Where does the word "must" appear in the entries below? Copy each line that holds it.

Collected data
■ ■ ■ ■ ■
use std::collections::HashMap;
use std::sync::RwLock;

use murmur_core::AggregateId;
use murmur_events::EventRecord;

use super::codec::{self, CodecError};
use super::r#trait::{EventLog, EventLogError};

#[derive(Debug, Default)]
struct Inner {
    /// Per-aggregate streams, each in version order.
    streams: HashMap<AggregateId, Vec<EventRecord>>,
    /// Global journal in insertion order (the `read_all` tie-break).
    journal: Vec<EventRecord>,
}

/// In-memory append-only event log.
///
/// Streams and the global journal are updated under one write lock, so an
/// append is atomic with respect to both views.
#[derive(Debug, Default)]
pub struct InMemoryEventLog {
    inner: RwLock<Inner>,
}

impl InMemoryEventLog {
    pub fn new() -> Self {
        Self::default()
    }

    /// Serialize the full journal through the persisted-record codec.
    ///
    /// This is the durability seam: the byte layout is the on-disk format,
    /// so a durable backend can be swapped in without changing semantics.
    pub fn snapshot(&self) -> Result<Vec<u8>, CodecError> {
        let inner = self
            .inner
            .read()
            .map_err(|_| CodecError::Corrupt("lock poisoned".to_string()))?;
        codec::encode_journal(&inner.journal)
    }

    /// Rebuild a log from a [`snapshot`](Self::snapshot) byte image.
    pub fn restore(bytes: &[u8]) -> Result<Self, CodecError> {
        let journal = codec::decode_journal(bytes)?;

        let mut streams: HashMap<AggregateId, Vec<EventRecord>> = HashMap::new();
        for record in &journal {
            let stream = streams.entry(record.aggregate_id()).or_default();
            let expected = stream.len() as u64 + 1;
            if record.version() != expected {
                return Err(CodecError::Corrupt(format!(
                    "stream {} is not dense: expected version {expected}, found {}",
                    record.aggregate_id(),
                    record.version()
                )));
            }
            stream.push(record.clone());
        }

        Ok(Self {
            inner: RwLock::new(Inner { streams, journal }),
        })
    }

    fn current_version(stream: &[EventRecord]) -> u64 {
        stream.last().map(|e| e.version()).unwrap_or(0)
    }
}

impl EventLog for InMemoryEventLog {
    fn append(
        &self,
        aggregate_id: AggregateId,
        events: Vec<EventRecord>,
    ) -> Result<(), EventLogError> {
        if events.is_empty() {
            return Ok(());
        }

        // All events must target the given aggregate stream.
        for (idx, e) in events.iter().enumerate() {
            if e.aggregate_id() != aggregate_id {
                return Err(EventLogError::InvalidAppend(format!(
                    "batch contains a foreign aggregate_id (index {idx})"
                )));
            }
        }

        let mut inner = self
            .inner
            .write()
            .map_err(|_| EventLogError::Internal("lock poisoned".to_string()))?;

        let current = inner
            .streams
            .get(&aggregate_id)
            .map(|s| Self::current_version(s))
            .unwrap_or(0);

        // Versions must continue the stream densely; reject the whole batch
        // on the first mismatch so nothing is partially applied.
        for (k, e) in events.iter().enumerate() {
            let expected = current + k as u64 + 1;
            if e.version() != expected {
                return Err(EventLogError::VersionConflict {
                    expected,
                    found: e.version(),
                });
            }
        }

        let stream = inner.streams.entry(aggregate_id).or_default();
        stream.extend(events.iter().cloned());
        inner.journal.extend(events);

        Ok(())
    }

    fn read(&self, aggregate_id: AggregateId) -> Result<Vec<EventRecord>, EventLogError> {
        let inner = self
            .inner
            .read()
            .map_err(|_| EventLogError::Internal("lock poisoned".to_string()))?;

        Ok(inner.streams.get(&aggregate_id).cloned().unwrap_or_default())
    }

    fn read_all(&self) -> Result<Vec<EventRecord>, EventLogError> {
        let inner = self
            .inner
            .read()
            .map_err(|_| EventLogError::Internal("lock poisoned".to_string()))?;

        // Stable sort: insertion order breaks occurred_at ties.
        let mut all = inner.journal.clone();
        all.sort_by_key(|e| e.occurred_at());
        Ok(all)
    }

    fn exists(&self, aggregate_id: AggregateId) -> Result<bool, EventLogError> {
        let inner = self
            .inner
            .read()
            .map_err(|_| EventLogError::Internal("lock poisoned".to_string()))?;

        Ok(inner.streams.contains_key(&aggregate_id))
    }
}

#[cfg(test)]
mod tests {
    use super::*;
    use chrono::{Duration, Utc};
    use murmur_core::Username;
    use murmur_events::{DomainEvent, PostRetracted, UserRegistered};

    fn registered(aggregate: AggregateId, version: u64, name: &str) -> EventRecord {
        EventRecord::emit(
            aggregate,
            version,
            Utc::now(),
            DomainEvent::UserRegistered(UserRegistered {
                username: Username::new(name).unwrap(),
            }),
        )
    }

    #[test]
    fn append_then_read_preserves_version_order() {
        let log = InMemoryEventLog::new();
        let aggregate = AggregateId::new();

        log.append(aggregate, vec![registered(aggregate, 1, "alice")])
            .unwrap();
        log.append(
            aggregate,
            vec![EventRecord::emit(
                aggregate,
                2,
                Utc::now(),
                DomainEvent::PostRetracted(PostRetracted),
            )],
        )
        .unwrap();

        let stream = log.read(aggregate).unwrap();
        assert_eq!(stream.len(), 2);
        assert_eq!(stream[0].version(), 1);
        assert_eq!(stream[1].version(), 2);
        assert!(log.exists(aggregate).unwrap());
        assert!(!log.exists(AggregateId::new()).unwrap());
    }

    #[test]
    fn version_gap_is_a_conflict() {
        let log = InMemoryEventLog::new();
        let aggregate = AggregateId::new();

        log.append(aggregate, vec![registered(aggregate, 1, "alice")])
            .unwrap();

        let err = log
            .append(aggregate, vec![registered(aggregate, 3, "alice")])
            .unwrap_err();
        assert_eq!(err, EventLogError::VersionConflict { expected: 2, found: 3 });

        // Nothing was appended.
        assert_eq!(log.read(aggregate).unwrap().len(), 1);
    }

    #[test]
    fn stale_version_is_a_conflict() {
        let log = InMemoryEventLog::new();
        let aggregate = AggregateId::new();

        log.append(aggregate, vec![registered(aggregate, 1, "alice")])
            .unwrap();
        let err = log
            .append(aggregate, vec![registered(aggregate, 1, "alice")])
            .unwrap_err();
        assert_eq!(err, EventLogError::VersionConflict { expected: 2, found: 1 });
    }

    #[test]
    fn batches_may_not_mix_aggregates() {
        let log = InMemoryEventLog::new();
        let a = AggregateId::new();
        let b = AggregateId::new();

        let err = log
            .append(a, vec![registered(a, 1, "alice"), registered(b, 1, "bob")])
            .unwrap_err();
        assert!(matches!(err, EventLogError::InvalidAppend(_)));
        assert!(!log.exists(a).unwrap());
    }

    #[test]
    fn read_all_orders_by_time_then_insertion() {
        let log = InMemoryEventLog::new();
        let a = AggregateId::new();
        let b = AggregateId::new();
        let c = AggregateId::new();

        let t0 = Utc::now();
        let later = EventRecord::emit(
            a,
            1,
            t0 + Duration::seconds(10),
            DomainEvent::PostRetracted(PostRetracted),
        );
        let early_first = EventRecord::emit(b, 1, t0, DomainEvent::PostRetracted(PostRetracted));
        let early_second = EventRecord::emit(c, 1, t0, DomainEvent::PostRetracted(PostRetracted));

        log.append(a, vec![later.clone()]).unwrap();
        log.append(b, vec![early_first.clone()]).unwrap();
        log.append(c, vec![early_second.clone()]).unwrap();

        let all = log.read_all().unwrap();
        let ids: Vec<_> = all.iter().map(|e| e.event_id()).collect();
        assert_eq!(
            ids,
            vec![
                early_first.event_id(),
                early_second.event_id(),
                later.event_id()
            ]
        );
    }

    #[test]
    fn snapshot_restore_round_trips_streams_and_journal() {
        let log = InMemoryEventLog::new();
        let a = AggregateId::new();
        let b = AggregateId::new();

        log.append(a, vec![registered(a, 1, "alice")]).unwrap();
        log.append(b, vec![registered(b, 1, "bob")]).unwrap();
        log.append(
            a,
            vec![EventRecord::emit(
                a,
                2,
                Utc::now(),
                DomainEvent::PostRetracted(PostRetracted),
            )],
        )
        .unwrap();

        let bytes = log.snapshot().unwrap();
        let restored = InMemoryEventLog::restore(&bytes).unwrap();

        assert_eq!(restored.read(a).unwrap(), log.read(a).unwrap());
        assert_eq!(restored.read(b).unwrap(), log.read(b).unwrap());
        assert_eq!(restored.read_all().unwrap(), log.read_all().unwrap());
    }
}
■ ■ ■ ■ ■
- _REPLY_
        // All events must target the given aggregate stream.
        // Versions must continue the stream densely; reject the whole batch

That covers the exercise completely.